12.9 Zero-downtime database migration
Problem
- Migrate a 500GB PostgreSQL table (monolith DB) to a new schema, shard, or datastore with zero downtime and a rollback path
- Application must keep serving traffic throughout; old and new code versions run simultaneously during rolling deploys (Stage 9.4)
Architecture (conceptual)
- Phase 1 (expand) — add new column/table/index in old DB; deploy code that writes to both old and new paths (Stage 7.6)
- Phase 2 (backfill) — batch or streaming job copies historical data; throttle to protect prod DB performance
- Phase 3 (CDC) — Debezium/DMS streams ongoing changes from old DB to new store, keeping new store in sync (Stage 7.6)

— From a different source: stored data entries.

// tests/detection.rs - End-to-end detection scenarios crossing the
// ingestion, scoring, engine and classification seams.

use serde_json::json;

use screening_lib::{
    classify, detect, detect_with_report, detect_with_strategy, records_from_json, similarity,
    DetectionStrategy, FieldMapping, MatchType, NameRecord,
};

fn person(first: &str, last: &str) -> NameRecord {
    NameRecord {
        first_name: Some(first.to_string()),
        last_name: Some(last.to_string()),
        ..Default::default()
    }
}

fn full(name: &str) -> NameRecord {
    NameRecord {
        full_name: Some(name.to_string()),
        ..Default::default()
    }
}

/// Distinct letter-only names; digits would be stripped by normalization.
fn synthetic_name(i: usize) -> NameRecord {
    let letters: Vec<char> = ('A'..='Z').collect();
    full(&format!(
        "ROW {}{} {}",
        letters[i % 26],
        letters[(i / 26) % 26],
        letters[(i / 676) % 26],
    ))
}

#[test]
fn exact_match_scenario() {
    let matches = detect(&[person("JUAN", "SANTOS")], &[person("JUAN", "SANTOS")], 60);
    assert_eq!(matches.len(), 1);
    assert_eq!(matches[0].similarity_score, 100);
    assert_eq!(matches[0].match_type, MatchType::Duplicate);
    assert_eq!(matches[0].component_scores.first_name, Some(100));
    assert_eq!(matches[0].component_scores.last_name, Some(100));
    assert_eq!(matches[0].component_scores.middle_name, None);
}

#[test]
fn no_match_scenario() {
    let matches = detect(&[person("JUAN", "SANTOS")], &[person("PEDRO", "CRUZ")], 60);
    assert!(matches.is_empty());
}

#[test]
fn empty_list_inputs() {
    let records = vec![person("JUAN", "SANTOS")];
    assert!(detect(&[], &records, 60).is_empty());
    assert!(detect(&records, &[], 60).is_empty());
}

#[test]
fn known_misspelling_classifies_as_duplicate() {
    let score = similarity("FLORIAD", "FLORIDA");
    assert!(score >= 80, "expected at least 80, got {}", score);
    assert_eq!(classify(score), MatchType::Duplicate);
}

#[test]
fn classification_boundaries() {
    assert_eq!(classify(79), MatchType::PossibleMismatch);
    assert_eq!(classify(80), MatchType::Duplicate);
    assert_eq!(classify(59), MatchType::NoMatch);
    assert_eq!(classify(60), MatchType::PossibleMismatch);
}

#[test]
fn raising_threshold_never_adds_matches() {
    let incoming = vec![
        person("JUAN", "SANTOS"),
        person("JAUN", "SANTOS"),
        full("MARIA LUISA CRUZ"),
        full("PEDRO REYES"),
    ];
    let candidates = vec![
        person("JUAN", "SANTOS"),
        full("MARIA LUISA CRUZ"),
        full("ROBERTO DELA CRUZ"),
    ];
    let mut previous = usize::MAX;
    for threshold in [-10, 0, 25, 50, 60, 70, 83, 90, 100, 101, 150] {
        let count = detect(&incoming, &candidates, threshold).len();
        assert!(
            count <= previous,
            "threshold {} produced {} matches after {}",
            threshold,
            count,
            previous
        );
        previous = count;
    }
}

#[test]
fn strategy_boundary_at_100_by_500() {
    let incoming: Vec<NameRecord> = (0..100).map(synthetic_name).collect();
    let candidates: Vec<NameRecord> = (0..500).map(synthetic_name).collect();
    let report = detect_with_report(&incoming, &candidates, 101, None).expect("run completes");
    assert_eq!(report.strategy, DetectionStrategy::Exhaustive);

    let incoming_over: Vec<NameRecord> = (0..101).map(synthetic_name).collect();
    let report = detect_with_report(&incoming_over, &candidates, 101, None).expect("run completes");
    assert_eq!(report.strategy, DetectionStrategy::BestMatch);

    let candidates_over: Vec<NameRecord> = (0..501).map(synthetic_name).collect();
    let report = detect_with_report(&incoming, &candidates_over, 101, None).expect("run completes");
    assert_eq!(report.strategy, DetectionStrategy::BestMatch);
}

#[test]
fn strategies_agree_when_each_row_has_one_counterpart() {
    // A cross-section where at most one candidate clears the threshold per
    // incoming row: the two strategies must find the same pairs, even
    // though their cardinality contract differs in general.
    let incoming = vec![
        person("JUAN", "SANTOS"),
        person("MARIA", "CRUZ"),
        person("ANA", "REYES"),
    ];
    let candidates = vec![
        person("MARIA", "CRUZ"),
        person("PEDRO", "LOPEZ"),
        person("JUAN", "SANTOS"),
        person("ANA", "REYES"),
    ];
    let exhaustive =
        detect_with_strategy(&incoming, &candidates, 80, DetectionStrategy::Exhaustive, None)
            .expect("run completes");
    let best = detect_with_strategy(&incoming, &candidates, 80, DetectionStrategy::BestMatch, None)
        .expect("run completes");

    let mut exhaustive_pairs: Vec<(usize, usize)> = exhaustive
        .matches
        .iter()
        .map(|m| (m.incoming_row_index, m.candidate_index))
        .collect();
    let mut best_pairs: Vec<(usize, usize)> = best
        .matches
        .iter()
        .map(|m| (m.incoming_row_index, m.candidate_index))
        .collect();
    exhaustive_pairs.sort_unstable();
    best_pairs.sort_unstable();
    assert_eq!(exhaustive_pairs, vec![(0, 2), (1, 0), (2, 3)]);
    assert_eq!(exhaustive_pairs, best_pairs);
}

#[test]
fn ingested_rows_flow_through_detection() {
    let incoming = json!([
        {"First Name": "Juan", "Last Name": "Santos"},
        {"Name": "   "},
        {"First Name": "Maria", "Last Name": "Cruz"}
    ]);
    let candidates = json!([
        {"first_name": "Juan", "last_name": "Santos"},
        {"first_name": "Roberto", "last_name": "Lim"}
    ]);
    let (incoming, ingest_errors) =
        records_from_json(&incoming, &FieldMapping::excel()).expect("incoming parses");
    let (candidates, _) =
        records_from_json(&candidates, &FieldMapping::db()).expect("candidates parse");
    assert_eq!(ingest_errors.len(), 1);

    let matches = detect(&incoming, &candidates, 60);
    assert_eq!(matches.len(), 1);
    assert_eq!(matches[0].match_type, MatchType::Duplicate);
    assert_eq!(
        matches[0].candidate_record.first_name.as_deref(),
        Some("Juan")
    );
}

#[test]
fn match_records_serialize_for_the_api_layer() {
    let matches = detect(&[person("JUAN", "SANTOS")], &[person("JUAN", "SANTOS")], 60);
    let value = serde_json::to_value(&matches).expect("serializes");
    let first = &value[0];
    assert_eq!(first["similarity_score"], 100);
    assert_eq!(first["match_type"], "DUPLICATE");
    assert_eq!(first["component_scores"]["first_name"], 100);
    // Absent components are omitted rather than serialized as null.
    assert!(first["component_scores"].get("middle_name").is_none());
}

- Phase 4 (dual-read validation) — compare row counts, checksums, sample queries between old and new
- Phase 5 (cutover) — shift read traffic to new store (percentage-based or instant); monitor error rate and SLO burn (Stage 6.4)
- Phase 6 (contract) — remove old column/table once all code reads from new path; decommission old store
Key decisions
- Expand-contract over big-bang — only safe pattern with rolling K8s deploys (Stage 9.4)
- Dual-write vs CDC-only — dual-write simpler but risk of inconsistency; CDC cleaner but adds pipeline complexity
- Cutover strategy — percentage traffic shift vs DNS flip vs feature flag per tenant
- How long to keep old system warm — rollback window vs cost of running dual systems
Failure modes
- Dual-write partial failure — one write succeeds, other fails; needs idempotency and reconciliation job (Stage 7.5)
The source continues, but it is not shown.